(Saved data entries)
════════
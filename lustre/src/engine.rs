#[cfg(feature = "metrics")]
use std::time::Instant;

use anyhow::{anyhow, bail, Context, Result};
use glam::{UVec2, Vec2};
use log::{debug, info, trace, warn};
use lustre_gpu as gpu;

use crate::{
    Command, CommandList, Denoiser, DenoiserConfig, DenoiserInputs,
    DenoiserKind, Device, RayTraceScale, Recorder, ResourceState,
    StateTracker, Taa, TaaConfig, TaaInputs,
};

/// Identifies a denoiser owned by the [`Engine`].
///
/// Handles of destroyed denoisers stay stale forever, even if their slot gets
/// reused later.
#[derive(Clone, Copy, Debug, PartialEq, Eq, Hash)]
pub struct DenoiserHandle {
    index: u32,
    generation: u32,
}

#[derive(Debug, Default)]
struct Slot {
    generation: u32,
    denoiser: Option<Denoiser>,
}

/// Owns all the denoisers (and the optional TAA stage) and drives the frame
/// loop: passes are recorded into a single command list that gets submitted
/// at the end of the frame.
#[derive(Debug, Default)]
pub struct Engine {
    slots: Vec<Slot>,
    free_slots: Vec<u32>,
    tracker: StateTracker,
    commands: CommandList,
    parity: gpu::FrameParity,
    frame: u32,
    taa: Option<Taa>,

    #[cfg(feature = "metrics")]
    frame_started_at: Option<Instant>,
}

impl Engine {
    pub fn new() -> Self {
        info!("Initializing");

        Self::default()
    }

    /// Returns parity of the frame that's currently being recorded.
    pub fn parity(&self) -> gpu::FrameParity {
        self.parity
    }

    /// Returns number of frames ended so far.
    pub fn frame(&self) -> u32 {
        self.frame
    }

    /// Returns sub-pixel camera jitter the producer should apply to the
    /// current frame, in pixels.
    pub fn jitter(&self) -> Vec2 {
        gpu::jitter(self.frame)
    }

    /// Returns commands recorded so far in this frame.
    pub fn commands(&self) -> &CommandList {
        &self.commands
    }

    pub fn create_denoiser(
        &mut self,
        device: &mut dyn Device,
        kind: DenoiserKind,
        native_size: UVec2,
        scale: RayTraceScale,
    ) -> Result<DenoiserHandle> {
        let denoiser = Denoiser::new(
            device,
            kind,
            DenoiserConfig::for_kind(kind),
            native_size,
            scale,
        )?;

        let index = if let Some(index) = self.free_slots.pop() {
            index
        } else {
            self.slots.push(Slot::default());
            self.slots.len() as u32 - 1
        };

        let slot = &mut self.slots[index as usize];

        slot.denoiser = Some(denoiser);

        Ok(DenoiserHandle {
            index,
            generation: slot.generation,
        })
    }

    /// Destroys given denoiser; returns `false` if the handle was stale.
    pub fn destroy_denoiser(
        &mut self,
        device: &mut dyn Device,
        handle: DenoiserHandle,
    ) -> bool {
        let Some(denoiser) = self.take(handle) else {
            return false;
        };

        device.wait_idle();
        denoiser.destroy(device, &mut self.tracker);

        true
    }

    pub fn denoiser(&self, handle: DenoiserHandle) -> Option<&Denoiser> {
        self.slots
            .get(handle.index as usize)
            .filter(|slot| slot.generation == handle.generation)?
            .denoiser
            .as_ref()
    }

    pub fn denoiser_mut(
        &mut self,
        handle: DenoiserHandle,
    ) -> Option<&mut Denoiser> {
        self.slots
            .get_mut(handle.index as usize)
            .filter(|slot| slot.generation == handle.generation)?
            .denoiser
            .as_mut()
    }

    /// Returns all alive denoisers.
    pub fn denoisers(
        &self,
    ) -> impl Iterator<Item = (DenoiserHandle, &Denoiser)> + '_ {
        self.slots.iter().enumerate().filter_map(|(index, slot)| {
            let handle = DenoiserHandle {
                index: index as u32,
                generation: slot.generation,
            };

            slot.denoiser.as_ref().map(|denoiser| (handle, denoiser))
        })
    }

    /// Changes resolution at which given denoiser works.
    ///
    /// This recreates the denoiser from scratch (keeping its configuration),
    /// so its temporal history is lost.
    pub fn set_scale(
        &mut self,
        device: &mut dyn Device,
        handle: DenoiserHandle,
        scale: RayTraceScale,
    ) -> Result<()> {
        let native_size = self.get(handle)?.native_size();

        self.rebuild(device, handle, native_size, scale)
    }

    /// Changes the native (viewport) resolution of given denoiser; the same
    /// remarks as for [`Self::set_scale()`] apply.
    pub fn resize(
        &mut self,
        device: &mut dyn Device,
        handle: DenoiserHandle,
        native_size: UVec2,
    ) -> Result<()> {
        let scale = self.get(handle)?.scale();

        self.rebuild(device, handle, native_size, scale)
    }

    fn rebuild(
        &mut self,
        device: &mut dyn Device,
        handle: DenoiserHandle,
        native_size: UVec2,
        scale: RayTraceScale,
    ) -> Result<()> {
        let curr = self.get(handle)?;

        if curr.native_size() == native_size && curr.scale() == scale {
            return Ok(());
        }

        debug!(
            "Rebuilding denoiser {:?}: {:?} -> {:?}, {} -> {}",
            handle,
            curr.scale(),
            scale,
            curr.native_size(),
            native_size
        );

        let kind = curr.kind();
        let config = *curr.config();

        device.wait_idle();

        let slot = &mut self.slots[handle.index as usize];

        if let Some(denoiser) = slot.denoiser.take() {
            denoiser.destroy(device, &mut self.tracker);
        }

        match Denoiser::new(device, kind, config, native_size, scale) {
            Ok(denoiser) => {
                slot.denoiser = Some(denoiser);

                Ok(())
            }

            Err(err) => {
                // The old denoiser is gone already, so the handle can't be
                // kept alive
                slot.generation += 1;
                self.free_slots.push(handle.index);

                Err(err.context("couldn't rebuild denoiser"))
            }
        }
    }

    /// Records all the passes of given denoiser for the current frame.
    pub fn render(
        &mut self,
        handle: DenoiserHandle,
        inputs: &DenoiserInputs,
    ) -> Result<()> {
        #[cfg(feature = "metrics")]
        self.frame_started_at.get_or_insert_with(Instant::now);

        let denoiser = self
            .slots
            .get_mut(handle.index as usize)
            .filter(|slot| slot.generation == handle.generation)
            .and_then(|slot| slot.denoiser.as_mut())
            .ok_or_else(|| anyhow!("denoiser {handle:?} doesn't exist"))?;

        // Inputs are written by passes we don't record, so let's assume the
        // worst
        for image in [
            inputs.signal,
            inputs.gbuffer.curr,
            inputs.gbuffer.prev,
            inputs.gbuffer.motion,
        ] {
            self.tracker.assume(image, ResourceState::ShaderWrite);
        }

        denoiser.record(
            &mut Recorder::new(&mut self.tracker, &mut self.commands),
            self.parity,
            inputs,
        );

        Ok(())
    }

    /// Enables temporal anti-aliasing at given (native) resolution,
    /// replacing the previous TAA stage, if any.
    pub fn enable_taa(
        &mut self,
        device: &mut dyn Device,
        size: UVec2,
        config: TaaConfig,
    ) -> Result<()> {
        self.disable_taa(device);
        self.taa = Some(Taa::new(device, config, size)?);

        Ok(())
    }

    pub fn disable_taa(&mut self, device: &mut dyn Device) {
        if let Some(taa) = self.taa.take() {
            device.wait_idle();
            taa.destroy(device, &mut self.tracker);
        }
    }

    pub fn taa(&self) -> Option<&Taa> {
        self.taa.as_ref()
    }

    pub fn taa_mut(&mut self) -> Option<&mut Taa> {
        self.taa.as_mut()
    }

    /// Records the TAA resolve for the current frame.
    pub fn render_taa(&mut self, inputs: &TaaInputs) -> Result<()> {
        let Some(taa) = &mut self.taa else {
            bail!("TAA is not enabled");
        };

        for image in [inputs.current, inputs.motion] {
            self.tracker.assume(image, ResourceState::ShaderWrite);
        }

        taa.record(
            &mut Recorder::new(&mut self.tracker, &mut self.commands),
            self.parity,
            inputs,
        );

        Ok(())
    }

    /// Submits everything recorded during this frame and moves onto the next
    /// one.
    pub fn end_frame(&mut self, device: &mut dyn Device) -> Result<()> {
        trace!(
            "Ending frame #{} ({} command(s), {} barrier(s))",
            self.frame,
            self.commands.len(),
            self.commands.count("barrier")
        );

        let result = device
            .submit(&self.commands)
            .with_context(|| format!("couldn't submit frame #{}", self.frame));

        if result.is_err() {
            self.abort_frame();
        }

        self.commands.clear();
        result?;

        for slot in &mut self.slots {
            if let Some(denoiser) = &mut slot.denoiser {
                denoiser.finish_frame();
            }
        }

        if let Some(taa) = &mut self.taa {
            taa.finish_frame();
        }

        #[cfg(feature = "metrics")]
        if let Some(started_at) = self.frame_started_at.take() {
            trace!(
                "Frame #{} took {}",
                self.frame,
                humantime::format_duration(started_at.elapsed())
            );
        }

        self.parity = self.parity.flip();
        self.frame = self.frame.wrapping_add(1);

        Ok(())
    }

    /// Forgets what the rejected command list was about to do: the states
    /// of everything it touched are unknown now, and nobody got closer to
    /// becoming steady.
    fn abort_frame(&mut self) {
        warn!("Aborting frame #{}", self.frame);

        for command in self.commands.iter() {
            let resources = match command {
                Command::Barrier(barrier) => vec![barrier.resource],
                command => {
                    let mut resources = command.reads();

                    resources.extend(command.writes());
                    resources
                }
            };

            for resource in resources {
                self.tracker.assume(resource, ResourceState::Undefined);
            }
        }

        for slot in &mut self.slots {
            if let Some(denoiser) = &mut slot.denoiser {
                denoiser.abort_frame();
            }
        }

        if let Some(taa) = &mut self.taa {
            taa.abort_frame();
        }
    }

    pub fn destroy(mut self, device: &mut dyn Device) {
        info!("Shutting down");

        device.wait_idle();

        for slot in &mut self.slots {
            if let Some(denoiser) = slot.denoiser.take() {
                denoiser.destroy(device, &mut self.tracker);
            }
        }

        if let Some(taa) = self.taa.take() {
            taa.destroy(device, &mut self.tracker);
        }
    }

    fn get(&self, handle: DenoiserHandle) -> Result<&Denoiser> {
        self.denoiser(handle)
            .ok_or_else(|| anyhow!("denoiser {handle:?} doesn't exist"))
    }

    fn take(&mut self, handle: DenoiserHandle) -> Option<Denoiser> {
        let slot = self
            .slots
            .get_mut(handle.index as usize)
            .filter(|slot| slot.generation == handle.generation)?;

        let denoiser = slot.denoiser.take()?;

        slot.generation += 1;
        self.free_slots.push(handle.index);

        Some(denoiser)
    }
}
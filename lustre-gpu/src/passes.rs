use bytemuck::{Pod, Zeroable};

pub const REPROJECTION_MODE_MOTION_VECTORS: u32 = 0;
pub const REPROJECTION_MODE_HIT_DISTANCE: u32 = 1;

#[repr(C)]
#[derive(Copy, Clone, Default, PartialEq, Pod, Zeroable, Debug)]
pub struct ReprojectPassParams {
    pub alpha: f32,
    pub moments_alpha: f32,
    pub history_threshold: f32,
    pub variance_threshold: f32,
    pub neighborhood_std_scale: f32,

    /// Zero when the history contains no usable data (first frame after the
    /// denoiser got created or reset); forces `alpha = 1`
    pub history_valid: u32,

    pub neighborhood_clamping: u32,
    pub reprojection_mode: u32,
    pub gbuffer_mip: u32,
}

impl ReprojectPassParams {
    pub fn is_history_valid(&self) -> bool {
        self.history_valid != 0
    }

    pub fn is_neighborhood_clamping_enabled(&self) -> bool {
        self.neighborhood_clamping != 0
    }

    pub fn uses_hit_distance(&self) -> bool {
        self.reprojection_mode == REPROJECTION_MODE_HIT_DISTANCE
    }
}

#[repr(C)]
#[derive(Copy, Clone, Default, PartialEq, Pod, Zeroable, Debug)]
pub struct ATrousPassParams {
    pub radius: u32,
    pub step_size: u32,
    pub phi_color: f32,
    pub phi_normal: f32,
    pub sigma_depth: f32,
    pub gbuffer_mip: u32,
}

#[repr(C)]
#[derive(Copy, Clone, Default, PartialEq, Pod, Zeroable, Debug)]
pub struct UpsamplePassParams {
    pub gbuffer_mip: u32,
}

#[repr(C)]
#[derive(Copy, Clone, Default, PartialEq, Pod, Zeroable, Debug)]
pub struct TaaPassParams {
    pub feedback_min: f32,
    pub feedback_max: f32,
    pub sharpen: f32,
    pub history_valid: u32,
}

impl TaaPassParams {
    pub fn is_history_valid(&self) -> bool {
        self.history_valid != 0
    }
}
════════
Check each line of the entries for "resolution" and copy those that have it.

    /// Changes resolution at which given denoiser works.
    /// Changes the native (viewport) resolution of given denoiser; the same
    /// Enables temporal anti-aliasing at given (native) resolution,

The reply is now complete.